Stored items
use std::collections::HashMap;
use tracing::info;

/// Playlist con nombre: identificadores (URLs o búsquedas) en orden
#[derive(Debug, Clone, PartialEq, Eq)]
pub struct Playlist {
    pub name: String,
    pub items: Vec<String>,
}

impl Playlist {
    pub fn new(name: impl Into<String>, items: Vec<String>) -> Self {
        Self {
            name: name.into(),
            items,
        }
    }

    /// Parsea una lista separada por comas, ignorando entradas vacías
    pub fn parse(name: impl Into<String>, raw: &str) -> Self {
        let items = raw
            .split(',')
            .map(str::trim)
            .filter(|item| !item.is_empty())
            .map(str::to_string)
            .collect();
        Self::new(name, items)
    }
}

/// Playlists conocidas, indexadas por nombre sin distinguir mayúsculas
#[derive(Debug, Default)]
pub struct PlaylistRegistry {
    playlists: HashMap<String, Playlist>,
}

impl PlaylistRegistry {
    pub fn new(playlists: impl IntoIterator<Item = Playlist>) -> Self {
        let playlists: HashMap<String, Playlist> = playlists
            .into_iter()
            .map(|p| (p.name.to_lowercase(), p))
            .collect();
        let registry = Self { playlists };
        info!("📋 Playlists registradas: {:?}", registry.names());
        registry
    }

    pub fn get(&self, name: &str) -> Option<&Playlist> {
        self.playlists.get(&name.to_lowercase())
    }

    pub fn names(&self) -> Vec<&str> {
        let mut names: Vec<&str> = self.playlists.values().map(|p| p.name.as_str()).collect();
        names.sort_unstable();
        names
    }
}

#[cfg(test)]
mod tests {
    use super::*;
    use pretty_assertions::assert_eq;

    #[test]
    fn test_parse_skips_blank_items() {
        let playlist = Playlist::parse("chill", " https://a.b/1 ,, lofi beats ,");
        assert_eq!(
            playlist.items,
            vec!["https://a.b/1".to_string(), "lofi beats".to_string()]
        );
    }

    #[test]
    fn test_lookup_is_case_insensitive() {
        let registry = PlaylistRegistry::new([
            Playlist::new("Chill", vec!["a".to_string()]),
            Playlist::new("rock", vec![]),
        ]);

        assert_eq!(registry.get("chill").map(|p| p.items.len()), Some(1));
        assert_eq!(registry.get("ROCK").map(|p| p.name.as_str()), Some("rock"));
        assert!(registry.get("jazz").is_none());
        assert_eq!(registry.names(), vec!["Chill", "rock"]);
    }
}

==

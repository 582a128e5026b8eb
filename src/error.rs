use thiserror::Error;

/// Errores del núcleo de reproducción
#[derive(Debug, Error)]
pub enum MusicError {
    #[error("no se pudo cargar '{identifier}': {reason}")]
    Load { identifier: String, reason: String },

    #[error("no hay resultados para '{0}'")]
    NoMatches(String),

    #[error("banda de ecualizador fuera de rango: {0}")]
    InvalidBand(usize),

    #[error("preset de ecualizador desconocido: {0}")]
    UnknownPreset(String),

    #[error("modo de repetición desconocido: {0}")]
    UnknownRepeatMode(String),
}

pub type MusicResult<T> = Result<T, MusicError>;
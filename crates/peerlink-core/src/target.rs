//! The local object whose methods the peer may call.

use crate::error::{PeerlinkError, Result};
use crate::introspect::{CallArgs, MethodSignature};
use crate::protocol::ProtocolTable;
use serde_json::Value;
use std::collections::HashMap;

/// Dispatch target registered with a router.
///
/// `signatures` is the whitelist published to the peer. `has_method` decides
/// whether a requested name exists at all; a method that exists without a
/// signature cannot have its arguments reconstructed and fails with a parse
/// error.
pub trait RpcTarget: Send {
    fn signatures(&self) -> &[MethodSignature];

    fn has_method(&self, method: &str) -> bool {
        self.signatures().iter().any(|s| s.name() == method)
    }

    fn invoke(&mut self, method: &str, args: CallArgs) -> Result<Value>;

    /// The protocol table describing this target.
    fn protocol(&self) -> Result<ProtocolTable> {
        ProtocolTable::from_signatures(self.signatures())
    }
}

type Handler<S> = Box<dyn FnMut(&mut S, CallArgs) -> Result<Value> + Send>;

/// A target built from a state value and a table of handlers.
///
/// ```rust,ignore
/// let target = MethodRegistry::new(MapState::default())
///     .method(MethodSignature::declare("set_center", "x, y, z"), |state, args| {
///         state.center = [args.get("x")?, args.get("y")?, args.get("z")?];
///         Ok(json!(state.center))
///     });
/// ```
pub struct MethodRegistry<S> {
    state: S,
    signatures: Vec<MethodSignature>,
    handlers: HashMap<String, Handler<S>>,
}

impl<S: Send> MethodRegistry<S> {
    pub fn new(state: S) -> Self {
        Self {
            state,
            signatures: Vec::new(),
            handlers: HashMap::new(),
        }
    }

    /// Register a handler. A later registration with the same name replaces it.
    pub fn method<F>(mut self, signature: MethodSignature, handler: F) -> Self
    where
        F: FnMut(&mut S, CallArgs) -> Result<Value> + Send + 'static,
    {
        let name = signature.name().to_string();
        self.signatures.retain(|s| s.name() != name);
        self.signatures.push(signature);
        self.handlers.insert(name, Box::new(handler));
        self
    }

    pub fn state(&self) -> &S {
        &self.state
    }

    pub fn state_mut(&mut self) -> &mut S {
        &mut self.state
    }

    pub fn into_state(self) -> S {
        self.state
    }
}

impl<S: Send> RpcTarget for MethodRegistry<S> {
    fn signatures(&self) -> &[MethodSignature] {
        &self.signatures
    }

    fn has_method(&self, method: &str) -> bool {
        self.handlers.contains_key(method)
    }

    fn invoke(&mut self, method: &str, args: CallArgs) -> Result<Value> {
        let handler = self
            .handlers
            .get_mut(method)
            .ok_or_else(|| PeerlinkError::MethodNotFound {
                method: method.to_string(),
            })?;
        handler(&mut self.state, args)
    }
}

* * *

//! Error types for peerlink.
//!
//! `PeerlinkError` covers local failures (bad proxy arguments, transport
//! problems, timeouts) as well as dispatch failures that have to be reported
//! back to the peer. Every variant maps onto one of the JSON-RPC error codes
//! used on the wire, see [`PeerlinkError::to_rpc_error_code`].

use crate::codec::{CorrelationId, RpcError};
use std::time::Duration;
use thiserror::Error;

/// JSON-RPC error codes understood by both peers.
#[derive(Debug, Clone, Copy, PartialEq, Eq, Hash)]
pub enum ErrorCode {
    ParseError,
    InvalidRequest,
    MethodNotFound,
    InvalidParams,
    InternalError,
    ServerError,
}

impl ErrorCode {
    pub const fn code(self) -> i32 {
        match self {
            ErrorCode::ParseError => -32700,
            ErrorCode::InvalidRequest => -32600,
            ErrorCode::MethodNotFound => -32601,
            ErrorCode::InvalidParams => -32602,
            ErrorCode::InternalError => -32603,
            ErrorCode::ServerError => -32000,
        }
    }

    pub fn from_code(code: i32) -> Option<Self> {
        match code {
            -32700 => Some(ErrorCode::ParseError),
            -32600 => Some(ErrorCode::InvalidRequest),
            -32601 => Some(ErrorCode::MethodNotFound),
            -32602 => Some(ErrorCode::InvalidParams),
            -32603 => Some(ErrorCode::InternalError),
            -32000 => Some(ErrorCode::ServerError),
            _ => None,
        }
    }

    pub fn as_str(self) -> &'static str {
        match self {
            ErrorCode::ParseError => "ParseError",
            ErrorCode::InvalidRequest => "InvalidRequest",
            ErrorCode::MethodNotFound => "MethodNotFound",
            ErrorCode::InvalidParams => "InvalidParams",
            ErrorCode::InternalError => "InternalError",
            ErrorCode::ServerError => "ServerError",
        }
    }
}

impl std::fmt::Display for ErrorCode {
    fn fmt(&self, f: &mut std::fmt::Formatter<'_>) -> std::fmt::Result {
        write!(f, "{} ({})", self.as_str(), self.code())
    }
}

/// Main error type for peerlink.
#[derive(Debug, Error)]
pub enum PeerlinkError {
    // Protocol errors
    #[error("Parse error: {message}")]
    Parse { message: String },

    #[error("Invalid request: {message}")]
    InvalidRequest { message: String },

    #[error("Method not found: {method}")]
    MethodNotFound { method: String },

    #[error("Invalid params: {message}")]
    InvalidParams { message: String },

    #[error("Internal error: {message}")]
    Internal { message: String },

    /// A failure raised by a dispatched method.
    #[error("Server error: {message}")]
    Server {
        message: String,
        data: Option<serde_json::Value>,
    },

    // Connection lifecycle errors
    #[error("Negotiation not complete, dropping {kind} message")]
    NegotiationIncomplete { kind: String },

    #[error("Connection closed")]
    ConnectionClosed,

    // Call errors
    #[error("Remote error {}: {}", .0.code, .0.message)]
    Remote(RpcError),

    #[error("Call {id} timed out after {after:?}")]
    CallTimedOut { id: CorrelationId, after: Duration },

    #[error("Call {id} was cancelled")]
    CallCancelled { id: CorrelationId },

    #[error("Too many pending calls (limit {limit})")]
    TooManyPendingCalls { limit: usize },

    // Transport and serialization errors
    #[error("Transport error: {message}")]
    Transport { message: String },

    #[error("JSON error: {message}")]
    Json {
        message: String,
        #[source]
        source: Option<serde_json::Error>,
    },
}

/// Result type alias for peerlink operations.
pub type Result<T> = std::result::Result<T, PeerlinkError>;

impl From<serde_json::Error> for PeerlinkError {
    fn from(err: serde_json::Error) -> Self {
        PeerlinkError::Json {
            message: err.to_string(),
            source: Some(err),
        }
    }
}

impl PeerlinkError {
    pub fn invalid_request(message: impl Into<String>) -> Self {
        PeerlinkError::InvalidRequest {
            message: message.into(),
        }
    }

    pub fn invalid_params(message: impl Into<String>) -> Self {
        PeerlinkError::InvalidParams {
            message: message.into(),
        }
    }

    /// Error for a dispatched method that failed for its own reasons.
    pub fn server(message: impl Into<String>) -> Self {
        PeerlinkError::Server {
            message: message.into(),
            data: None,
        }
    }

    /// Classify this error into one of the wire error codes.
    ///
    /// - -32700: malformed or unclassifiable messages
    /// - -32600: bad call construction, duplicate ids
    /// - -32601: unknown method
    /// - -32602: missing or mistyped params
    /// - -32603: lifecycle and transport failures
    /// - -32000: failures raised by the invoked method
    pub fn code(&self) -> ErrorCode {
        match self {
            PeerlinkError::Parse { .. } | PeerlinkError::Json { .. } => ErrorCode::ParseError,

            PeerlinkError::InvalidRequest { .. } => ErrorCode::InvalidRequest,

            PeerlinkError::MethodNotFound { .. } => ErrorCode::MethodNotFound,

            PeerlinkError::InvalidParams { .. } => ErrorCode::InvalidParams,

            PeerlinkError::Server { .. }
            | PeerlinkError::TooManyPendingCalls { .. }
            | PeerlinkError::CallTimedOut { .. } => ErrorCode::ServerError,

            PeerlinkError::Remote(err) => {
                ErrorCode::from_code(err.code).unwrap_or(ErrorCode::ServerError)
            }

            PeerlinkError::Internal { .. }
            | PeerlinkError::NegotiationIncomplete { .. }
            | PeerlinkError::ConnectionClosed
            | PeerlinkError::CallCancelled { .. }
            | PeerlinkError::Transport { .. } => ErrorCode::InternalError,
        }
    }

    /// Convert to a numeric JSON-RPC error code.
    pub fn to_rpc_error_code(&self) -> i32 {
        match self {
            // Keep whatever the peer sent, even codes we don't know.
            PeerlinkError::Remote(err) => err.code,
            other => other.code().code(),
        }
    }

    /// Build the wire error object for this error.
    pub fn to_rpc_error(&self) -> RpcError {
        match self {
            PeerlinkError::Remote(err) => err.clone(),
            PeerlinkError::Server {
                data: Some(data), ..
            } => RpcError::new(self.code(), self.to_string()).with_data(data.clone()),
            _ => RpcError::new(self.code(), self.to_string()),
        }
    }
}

### Task to complete
Count the lines of the entries above in which the string "limit" appears. Supply the number only.

### Answer for the task
2